> **TASK PROMPT**: In the records below, find the line with "of node executions."; retype that line and all the following lines through the end, exactly, and add nothing.

> **DATA**:
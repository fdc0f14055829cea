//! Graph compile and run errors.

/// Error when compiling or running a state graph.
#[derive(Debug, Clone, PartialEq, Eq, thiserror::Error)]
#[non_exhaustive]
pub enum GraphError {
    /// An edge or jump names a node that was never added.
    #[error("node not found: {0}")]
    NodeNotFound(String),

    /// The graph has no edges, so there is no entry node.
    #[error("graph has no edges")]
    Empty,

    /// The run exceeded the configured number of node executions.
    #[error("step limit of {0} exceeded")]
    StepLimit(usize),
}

> **OUTPUT OF THE TASK**:
    /// The run exceeded the configured number of node executions.
    #[error("step limit of {0} exceeded")]
    StepLimit(usize),
}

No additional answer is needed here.